*Data section*
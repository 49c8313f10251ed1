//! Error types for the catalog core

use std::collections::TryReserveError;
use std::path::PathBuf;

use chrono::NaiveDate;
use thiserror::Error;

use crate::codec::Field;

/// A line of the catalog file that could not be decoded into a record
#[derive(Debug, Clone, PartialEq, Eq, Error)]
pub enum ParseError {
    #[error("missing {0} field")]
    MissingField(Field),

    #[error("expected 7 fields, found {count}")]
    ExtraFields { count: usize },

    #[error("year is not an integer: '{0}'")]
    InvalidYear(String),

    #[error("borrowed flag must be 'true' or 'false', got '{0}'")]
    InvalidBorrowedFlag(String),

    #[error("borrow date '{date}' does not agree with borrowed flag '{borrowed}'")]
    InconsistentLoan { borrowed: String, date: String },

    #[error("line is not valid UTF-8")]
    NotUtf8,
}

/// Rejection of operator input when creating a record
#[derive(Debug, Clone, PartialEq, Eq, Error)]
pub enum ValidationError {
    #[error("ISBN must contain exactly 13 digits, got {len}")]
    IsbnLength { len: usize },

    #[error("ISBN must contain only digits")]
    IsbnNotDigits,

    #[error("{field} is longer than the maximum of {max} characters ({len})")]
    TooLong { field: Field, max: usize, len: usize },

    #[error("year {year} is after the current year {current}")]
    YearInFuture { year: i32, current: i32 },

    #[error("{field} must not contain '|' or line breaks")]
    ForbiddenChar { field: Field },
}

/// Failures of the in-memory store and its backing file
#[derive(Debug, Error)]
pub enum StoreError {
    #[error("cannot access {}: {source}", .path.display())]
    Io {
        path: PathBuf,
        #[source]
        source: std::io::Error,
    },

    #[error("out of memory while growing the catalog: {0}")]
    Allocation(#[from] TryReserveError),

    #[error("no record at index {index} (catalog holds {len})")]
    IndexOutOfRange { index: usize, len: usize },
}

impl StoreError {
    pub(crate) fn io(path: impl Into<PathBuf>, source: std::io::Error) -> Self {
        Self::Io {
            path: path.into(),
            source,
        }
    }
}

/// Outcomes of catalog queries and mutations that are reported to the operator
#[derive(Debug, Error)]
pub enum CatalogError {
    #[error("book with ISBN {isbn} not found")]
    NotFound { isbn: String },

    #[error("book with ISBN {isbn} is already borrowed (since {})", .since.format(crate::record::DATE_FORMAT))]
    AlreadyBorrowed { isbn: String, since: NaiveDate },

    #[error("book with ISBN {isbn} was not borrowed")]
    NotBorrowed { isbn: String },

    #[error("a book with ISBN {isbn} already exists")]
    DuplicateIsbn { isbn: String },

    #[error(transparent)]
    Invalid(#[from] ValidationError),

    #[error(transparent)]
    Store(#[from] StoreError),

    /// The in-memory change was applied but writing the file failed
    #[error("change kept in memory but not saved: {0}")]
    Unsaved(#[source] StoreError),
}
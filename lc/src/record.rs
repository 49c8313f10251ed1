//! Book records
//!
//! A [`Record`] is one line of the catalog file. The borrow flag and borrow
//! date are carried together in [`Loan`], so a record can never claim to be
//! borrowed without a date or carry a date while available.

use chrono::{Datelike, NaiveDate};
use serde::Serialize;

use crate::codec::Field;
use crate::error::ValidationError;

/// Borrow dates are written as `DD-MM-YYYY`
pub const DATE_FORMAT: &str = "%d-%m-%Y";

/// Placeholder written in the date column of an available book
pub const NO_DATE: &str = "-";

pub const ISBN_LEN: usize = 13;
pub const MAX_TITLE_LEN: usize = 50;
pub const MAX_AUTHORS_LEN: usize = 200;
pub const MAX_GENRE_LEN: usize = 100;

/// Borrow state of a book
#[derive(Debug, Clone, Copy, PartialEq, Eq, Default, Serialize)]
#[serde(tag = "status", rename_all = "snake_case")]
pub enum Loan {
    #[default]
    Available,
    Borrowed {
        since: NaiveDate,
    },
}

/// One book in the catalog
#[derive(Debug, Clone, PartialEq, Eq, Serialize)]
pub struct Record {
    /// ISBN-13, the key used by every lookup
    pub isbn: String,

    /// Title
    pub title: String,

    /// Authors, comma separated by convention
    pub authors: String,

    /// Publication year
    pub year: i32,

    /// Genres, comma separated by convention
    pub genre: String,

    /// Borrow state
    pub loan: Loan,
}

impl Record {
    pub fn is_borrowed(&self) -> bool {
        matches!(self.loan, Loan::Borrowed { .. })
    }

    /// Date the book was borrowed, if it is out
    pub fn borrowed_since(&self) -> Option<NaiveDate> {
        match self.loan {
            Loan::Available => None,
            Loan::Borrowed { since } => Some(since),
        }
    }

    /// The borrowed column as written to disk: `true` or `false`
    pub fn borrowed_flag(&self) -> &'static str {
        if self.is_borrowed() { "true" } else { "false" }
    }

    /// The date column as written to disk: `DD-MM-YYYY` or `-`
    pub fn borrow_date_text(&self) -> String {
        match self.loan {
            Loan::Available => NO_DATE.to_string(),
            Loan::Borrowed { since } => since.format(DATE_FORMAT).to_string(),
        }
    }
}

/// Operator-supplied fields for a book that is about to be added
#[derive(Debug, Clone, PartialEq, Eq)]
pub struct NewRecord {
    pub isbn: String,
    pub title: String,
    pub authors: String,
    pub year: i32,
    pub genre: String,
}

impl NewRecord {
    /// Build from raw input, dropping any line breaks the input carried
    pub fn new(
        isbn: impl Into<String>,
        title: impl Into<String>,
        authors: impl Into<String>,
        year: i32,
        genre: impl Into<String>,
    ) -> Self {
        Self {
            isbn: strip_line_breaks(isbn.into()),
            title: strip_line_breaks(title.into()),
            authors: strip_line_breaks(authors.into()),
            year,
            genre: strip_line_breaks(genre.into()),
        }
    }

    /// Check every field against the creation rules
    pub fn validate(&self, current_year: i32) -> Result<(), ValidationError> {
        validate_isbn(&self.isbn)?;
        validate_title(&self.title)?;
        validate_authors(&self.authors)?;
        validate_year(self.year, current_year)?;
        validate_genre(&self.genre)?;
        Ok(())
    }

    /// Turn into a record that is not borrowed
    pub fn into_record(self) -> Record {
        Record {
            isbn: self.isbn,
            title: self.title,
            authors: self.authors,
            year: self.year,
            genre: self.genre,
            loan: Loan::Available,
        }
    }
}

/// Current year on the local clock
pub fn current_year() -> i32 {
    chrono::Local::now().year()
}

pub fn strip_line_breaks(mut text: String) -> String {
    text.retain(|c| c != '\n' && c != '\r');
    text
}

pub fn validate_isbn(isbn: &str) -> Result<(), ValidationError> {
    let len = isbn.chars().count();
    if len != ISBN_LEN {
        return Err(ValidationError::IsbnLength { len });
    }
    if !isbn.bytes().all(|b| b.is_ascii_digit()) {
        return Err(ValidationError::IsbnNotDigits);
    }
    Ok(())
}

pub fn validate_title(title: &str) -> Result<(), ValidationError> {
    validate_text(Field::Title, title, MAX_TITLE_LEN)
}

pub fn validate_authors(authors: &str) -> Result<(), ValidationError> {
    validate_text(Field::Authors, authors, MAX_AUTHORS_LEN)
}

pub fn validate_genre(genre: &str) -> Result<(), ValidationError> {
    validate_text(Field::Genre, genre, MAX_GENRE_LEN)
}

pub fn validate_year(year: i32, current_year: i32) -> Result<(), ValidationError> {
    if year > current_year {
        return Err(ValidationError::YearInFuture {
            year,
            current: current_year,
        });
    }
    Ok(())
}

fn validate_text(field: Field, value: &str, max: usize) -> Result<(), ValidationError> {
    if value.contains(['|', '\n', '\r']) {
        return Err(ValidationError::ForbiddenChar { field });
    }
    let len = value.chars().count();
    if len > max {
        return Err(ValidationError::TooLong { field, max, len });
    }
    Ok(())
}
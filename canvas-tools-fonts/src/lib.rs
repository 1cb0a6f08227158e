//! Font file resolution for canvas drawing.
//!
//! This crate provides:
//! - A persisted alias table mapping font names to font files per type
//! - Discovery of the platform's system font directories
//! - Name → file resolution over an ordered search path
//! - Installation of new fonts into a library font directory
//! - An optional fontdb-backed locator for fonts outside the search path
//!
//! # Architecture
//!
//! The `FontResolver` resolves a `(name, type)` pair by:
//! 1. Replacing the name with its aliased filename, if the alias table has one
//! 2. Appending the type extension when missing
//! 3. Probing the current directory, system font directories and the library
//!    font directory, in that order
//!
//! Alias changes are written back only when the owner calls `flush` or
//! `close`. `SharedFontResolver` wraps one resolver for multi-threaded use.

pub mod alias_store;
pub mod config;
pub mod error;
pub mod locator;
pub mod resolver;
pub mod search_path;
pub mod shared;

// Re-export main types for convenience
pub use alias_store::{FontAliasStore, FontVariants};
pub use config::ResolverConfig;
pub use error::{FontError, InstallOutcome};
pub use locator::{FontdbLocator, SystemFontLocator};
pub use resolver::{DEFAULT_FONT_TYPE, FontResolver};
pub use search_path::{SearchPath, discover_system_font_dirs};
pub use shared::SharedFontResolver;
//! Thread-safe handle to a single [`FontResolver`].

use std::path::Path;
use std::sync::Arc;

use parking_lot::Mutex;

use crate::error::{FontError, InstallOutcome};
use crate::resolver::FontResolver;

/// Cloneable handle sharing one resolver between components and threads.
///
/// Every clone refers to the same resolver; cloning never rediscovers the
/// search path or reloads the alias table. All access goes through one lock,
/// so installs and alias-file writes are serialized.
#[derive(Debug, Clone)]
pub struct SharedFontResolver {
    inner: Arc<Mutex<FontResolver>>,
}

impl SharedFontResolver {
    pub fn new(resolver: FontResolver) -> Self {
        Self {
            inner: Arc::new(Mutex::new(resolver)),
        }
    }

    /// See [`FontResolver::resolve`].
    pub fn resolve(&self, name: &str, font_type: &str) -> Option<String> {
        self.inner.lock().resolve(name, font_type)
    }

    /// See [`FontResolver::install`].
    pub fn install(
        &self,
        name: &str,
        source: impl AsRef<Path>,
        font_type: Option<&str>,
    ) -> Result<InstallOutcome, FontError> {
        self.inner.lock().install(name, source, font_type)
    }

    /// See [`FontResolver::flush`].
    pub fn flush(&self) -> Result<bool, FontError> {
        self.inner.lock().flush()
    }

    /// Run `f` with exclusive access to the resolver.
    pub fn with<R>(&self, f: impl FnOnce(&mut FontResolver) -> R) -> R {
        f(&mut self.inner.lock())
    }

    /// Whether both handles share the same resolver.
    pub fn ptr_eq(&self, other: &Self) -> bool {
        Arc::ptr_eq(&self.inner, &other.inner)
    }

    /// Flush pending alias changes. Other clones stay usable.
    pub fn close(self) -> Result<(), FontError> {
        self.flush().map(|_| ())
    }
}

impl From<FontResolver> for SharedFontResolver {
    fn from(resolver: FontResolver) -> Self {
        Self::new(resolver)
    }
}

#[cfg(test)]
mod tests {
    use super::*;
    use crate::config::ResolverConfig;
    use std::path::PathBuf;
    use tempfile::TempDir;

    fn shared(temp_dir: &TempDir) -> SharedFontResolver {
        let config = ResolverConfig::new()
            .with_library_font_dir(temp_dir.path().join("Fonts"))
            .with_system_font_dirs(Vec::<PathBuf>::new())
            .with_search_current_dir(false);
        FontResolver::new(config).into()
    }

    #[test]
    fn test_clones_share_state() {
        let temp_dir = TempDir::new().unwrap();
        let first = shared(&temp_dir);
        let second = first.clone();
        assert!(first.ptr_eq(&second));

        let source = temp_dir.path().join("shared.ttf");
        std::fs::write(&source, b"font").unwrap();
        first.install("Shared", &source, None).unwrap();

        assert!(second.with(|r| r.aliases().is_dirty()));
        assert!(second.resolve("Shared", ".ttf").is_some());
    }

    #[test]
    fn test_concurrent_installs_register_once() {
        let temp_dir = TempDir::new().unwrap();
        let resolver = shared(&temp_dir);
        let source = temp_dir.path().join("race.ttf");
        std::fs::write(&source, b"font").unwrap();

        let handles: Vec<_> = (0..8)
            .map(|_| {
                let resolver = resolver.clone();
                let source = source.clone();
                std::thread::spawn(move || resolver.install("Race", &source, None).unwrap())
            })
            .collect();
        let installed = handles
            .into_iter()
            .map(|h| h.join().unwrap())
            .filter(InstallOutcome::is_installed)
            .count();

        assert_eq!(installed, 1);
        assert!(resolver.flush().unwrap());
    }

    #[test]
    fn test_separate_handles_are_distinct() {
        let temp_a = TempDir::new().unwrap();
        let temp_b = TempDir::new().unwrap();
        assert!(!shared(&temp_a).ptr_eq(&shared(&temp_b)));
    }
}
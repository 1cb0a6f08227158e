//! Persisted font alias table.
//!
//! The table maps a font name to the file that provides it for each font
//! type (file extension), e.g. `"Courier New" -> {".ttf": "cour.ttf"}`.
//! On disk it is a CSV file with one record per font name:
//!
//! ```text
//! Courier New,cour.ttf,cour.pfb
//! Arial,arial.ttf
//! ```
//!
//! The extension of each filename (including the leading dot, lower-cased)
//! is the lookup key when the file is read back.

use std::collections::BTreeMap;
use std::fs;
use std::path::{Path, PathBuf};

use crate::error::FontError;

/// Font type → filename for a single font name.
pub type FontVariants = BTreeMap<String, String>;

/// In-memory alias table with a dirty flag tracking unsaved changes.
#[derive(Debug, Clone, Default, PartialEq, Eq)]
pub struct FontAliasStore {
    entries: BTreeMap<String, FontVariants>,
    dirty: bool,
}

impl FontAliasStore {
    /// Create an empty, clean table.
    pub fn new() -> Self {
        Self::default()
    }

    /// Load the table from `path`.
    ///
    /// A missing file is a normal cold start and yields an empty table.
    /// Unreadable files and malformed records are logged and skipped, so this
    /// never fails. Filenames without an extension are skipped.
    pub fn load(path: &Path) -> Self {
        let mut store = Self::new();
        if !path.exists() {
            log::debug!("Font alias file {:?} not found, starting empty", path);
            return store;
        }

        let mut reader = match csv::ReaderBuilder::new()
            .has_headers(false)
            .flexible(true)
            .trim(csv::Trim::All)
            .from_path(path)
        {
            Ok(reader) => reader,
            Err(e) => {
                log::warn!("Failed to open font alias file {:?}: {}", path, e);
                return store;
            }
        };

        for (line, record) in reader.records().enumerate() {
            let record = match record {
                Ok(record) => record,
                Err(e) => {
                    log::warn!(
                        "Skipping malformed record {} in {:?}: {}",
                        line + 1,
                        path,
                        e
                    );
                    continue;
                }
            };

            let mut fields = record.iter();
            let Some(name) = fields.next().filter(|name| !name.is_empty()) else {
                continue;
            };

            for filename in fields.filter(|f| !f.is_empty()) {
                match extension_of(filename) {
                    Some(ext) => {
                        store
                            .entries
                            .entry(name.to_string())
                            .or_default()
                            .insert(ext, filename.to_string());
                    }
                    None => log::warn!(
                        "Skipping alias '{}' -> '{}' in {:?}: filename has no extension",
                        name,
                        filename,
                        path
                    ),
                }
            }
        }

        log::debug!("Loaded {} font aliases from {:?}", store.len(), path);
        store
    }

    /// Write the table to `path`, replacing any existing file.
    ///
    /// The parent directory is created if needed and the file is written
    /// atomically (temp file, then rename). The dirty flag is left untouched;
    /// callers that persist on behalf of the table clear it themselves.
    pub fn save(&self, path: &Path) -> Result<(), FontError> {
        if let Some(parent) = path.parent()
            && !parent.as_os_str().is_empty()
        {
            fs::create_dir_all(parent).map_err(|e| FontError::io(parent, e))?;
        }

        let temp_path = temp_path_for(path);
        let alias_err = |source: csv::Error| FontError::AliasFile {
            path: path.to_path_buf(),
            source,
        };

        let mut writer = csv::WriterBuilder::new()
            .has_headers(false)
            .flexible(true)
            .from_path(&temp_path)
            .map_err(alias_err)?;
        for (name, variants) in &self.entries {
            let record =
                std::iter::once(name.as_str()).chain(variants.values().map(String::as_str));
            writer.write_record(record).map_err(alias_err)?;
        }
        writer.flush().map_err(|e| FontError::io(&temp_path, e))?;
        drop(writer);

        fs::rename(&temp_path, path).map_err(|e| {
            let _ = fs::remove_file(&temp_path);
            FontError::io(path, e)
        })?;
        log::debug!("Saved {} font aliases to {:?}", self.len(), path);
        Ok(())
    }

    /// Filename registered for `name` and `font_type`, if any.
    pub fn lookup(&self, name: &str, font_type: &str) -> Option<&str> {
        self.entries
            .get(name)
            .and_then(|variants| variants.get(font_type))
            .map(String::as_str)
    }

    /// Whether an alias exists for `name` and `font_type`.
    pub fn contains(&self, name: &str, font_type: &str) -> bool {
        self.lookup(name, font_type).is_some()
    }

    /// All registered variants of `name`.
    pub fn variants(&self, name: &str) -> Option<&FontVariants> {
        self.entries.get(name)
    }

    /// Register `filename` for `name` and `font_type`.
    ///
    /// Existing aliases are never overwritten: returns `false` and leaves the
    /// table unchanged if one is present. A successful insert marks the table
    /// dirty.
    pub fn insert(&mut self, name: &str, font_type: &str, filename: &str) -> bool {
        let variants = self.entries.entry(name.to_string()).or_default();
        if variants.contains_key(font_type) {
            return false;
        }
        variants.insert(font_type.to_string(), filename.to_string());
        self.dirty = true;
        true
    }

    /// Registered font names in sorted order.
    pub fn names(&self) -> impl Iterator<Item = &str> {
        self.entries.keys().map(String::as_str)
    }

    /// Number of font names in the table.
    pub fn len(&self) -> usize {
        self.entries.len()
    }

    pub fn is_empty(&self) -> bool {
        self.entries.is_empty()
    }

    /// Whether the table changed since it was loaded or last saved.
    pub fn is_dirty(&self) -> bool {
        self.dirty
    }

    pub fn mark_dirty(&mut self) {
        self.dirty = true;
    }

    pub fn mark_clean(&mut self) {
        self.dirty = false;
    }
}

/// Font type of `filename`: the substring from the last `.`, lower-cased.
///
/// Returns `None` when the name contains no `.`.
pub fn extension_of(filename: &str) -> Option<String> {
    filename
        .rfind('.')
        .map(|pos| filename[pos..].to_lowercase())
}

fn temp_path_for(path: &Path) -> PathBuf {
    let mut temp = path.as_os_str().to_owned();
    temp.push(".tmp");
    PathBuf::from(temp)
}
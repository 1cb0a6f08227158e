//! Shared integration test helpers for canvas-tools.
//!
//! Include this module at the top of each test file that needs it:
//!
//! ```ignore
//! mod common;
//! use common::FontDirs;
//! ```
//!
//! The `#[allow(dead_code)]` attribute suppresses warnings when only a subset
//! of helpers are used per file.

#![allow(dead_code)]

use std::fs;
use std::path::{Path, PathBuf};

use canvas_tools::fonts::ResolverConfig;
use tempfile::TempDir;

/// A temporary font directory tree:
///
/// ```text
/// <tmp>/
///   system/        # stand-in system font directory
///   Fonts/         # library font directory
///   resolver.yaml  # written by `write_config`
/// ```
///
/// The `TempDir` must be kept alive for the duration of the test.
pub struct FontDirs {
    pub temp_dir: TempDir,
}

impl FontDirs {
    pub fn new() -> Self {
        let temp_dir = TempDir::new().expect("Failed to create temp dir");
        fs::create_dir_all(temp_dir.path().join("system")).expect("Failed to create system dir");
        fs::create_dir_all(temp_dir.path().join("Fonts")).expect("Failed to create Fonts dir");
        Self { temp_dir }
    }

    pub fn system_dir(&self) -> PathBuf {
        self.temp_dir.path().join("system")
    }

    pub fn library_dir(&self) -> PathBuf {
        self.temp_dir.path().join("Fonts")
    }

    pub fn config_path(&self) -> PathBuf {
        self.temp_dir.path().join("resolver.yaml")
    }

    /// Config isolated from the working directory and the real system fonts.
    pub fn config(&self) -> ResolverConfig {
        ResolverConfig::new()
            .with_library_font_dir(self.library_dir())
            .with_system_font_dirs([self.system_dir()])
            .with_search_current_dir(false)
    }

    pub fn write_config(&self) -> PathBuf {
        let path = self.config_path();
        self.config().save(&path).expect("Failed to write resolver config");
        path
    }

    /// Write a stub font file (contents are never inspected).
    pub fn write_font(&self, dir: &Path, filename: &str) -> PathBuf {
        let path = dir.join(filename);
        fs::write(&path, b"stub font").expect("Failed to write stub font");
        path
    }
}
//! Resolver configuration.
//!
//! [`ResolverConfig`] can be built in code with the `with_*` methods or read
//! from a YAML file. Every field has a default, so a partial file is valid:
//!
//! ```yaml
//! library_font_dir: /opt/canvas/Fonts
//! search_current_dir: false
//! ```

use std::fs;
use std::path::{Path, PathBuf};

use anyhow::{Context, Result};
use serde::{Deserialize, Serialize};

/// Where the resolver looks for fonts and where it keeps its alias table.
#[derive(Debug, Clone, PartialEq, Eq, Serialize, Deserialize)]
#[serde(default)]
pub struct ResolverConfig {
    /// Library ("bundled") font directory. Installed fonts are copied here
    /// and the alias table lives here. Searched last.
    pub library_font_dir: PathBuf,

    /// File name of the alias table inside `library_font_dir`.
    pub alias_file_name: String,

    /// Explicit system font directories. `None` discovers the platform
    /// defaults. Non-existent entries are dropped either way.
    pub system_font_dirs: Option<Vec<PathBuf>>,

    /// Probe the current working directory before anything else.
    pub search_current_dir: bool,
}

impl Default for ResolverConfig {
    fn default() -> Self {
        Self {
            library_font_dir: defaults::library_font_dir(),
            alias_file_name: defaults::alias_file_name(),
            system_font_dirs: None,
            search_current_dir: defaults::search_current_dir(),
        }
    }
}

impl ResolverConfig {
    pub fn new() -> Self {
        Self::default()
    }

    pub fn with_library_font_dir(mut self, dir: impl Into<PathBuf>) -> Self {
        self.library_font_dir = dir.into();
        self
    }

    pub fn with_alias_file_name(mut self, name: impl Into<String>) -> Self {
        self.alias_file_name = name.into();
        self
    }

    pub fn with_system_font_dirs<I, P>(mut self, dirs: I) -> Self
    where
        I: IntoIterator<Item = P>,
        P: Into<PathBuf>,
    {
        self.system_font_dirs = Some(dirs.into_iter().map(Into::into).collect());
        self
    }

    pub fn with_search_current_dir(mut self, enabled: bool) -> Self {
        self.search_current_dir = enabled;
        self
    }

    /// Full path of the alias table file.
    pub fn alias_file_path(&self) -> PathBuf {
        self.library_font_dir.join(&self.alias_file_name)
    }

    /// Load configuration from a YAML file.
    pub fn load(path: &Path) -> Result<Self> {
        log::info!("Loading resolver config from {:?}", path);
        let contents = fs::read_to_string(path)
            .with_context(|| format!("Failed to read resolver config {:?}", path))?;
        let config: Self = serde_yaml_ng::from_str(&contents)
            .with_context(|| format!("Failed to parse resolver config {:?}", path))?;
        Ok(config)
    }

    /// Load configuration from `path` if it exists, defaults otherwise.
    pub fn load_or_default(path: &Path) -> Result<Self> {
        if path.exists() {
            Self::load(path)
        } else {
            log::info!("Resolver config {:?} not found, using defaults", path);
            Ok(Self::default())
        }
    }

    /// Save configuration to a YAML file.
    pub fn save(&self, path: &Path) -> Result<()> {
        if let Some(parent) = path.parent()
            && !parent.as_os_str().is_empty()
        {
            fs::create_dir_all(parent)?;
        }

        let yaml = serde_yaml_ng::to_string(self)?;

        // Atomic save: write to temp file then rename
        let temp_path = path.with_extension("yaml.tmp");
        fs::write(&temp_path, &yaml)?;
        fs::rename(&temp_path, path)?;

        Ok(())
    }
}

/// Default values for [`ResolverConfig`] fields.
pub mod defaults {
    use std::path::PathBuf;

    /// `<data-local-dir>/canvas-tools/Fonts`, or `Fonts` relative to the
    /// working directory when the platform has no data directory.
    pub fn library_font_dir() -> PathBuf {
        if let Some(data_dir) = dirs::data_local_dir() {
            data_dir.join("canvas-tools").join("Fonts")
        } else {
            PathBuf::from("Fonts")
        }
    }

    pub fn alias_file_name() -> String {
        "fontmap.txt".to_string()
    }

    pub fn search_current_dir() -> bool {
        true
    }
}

*Problem to solve*
Copy each line above that contains the string "platform".

*Answer area*
//! - Discovery of the platform's system font directories
    /// Explicit system font directories. `None` discovers the platform
    /// working directory when the platform has no data directory.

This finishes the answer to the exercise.